* [PROBLEM TO WORK ON]:
Look below for the line containing "repository c6d235a980e62026"; from there, print each line exactly up to and including the line containing "and label lookup", and stop.

☆ ☆ ☆ ☆

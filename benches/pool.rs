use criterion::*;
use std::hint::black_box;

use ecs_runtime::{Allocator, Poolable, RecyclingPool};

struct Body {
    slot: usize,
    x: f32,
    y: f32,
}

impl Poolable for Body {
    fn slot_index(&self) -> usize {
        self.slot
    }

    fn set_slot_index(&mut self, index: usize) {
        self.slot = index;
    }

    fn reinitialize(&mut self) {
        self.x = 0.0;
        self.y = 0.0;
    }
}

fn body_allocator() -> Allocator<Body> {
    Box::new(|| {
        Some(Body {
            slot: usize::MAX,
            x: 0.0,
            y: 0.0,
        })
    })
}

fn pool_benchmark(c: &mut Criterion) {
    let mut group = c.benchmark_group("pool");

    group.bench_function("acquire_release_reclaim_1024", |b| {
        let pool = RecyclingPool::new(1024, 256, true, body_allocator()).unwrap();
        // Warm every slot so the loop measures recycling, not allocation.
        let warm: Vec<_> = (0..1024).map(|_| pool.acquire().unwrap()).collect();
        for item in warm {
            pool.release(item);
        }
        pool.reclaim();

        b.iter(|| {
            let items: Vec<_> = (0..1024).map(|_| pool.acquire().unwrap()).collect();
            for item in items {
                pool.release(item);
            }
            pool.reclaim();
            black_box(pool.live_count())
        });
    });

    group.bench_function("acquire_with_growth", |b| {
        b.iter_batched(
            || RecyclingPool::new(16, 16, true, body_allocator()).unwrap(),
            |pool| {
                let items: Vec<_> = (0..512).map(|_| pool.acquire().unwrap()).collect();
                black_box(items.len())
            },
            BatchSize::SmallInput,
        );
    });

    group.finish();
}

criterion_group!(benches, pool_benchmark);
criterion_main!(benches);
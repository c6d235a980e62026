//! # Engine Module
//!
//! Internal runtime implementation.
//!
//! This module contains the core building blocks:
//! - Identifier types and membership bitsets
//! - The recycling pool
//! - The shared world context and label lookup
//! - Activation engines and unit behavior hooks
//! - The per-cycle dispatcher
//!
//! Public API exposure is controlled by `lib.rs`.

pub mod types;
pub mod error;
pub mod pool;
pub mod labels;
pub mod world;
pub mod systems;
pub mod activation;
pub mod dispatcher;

☆ ☆ ☆ ☆

* [ANSWER TO THE PROBLEM]:
repository c6d235a980e62026
//! # Engine Module
//!
//! Internal runtime implementation.
//!
//! This module contains the core building blocks:
//! - Identifier types and membership bitsets
//! - The recycling pool
//! - The shared world context and label lookup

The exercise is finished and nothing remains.